CaST rallies support for junior on medical leave

Max Ritvo ’09 plans to return to school as a senior next year, as he keeps up with his studies while undergoing cancer treatment in New York City. 
In mid-October, Ritvo was diagnosed with Ewing’s Sarcoma, a rare bone cancer that most commonly affects preteen and teenage boys.
He was flown by air ambulance on Oct. 16 to New York City where he is currently receiving care at Memorial Sloan-Kettering Cancer Center. 
In Ritvo’s case, the cancer is 97 percent treatable, he said. 
Ritvo and his parents will live at their residence in Manhattan during the next seven months while he undergoes chemotherapy.
Between treatments, Ritvo finds solace in his studies, determined to do “as much work as I can do” while away from school, he said.
The school helped Ritvo get the necessary books and syllabus from Laurel Springs School, where he submits his schoolwork. 
“The administration has been wonderful and so helpful,” he said. “They are making sure I’m going to be ready to come back to school.”
Ritvo also has a tutor to help him with his studies, often for four hours a day.
A participant in school drama with a deep passion for literature and philosophy, Ritvo recently received a video of a BBC series adapted from the book “I, Claudius” from a school friend in a care package.
He said he likes to spend his free time reading and learning beyond school requirements.
“I enjoy the intellectual stimulation,” Ritvo said. “It takes my mind off things.”
Ritvo has received many other care packages and letters from individuals, while the Upper School Crisis and Support Team sent a giant card that was available in the library for students to sign.
They will also send DVDs, CDs and any other items friends would like to give to Ritvo.

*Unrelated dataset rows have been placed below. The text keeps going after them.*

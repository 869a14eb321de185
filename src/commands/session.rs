use anyhow::{bail, Result};
use clap::{Args, Subcommand};
use comfy_table::Cell;
use odf::session::SessionSummary;
use odf::SessionManager;

use crate::args::BaseArgs;
use crate::config;
use crate::ui::{
    apply_column_padding, format_usize_commas, header, print_command_status, styled_table, truncate,
    CommandStatus,
};

#[derive(Debug, Clone, Args)]
pub struct SessionArgs {
    #[command(subcommand)]
    command: Option<SessionCommands>,
}

#[derive(Debug, Clone, Subcommand)]
enum SessionCommands {
    /// List saved export sessions
    List,
    /// Show one session
    Show {
        /// Session id
        id: String,
    },
    /// Delete saved progress
    Clear {
        /// Session id
        #[arg(required_unless_present = "all", conflicts_with = "all")]
        id: Option<String>,
        /// Delete every saved session
        #[arg(long)]
        all: bool,
    },
}

pub fn run(base: BaseArgs, args: SessionArgs) -> Result<()> {
    let config = config::load()?;
    let sessions = SessionManager::new(config::session_root(&config)?);
    match args.command {
        None | Some(SessionCommands::List) => run_list(&base, &sessions),
        Some(SessionCommands::Show { id }) => run_show(&base, &sessions, &id),
        Some(SessionCommands::Clear { id, all }) => run_clear(&base, &sessions, id.as_deref(), all),
    }
}

fn progress_cell(summary: &SessionSummary) -> String {
    match summary.target_count {
        Some(total) => format!(
            "{}/{}",
            format_usize_commas(summary.completed_count),
            format_usize_commas(total)
        ),
        None => format_usize_commas(summary.completed_count),
    }
}

fn run_list(base: &BaseArgs, sessions: &SessionManager) -> Result<()> {
    let summaries = sessions.list()?;
    if base.json {
        println!("{}", serde_json::to_string(&summaries)?);
        return Ok(());
    }
    if summaries.is_empty() {
        eprintln!("No saved export sessions in {}", sessions.root().display());
        return Ok(());
    }

    let mut table = styled_table();
    table.set_header(vec![
        header("Id"),
        header("Model"),
        header("Status"),
        header("Progress"),
        header("Output"),
        header("Updated"),
    ]);
    apply_column_padding(&mut table, (0, 3));
    for summary in &summaries {
        table.add_row(vec![
            Cell::new(&summary.id),
            Cell::new(&summary.model),
            Cell::new(summary.status.as_str()),
            Cell::new(progress_cell(summary)),
            Cell::new(truncate(summary.output_path.as_deref().unwrap_or("-"), 40)),
            Cell::new(&summary.updated_at),
        ]);
    }
    println!("{table}");
    Ok(())
}

fn run_show(base: &BaseArgs, sessions: &SessionManager, id: &str) -> Result<()> {
    let session = sessions.open(id)?;
    let summary = session.summary();
    if base.json {
        println!("{}", serde_json::to_string(&summary)?);
        return Ok(());
    }
    println!("id:       {}", summary.id);
    println!("model:    {}", summary.model);
    println!("fields:   {}", summary.fields.join(","));
    println!("filter:   {}", summary.filter);
    println!("status:   {}", summary.status.as_str());
    println!("progress: {}", progress_cell(&summary));
    println!("output:   {}", summary.output_path.as_deref().unwrap_or("-"));
    println!("updated:  {}", summary.updated_at);
    if let Some(message) = &session.state().message {
        println!("message:  {message}");
    }
    Ok(())
}

fn run_clear(base: &BaseArgs, sessions: &SessionManager, id: Option<&str>, all: bool) -> Result<()> {
    let ids: Vec<String> = if all {
        sessions.list()?.into_iter().map(|s| s.id).collect()
    } else {
        id.map(str::to_string).into_iter().collect()
    };

    let mut removed = Vec::new();
    for id in &ids {
        if sessions.remove(id)? {
            removed.push(id.clone());
        } else if !all {
            bail!("no session {id}");
        }
    }

    if base.json {
        println!("{}", serde_json::json!({ "removed": removed }));
    } else {
        print_command_status(
            CommandStatus::Success,
            &format!("Removed {} session(s)", removed.len()),
        );
    }
    Ok(())
}

#[cfg(test)]
mod tests {
    use super::*;
    use odf::session::SessionStatus;
    use serde_json::json;

    fn summary(target_count: Option<usize>, completed_count: usize) -> SessionSummary {
        SessionSummary {
            id: "0123456789abcdef".into(),
            model: "res.partner".into(),
            fields: vec!["id".into()],
            filter: json!([]),
            status: SessionStatus::Interrupted,
            target_count,
            completed_count,
            output_path: None,
            updated_at: "2026-10-16T09:00:00Z".into(),
        }
    }

    #[test]
    fn progress_shows_total_when_known() {
        assert_eq!(progress_cell(&summary(Some(12_000), 1_500)), "1,500/12,000");
        assert_eq!(progress_cell(&summary(None, 0)), "0");
    }
}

“The community has been very loving,” Ritvo said. “There are some people I was friendly with who have just been so diligent in making me feel loved.  That’s the Harvard-Westlake community right there.”
Eli Moghavem ’10, who is heading the CaST project, felt that though he does not personally know Ritvo, he wanted to generate a community response.
“I think that it is really important to send him the card along with the care packages to keep his hopes up and to keep him happy,” Moghavem said.
Students started a Facebook group titled “I Love Max Ritvo” in mid-October dedicated to leaving messages for Ritvo. 
His mother, Ariella Ritvo, has begun posting regular updates about Max and his condition on the forum.
Students can also leave messages for Max by joining the group, which he checks regularly.  They must create an account through Facebook.com to gain access to the group.
Max hopes that students realize from his situation that illness “can happen to anyone,” and that his battle will be a long-term one, though he said he has no reason to believe so far that the support will wane. 
He is  already impressed by the ever-expanding Facebook group and mail pouring in to his New York home.
“I want everybody to understand this is not something controllable,” Ritvo said. “It’s very hard to empathize. This is a constant source of not feeling well. But you need support.”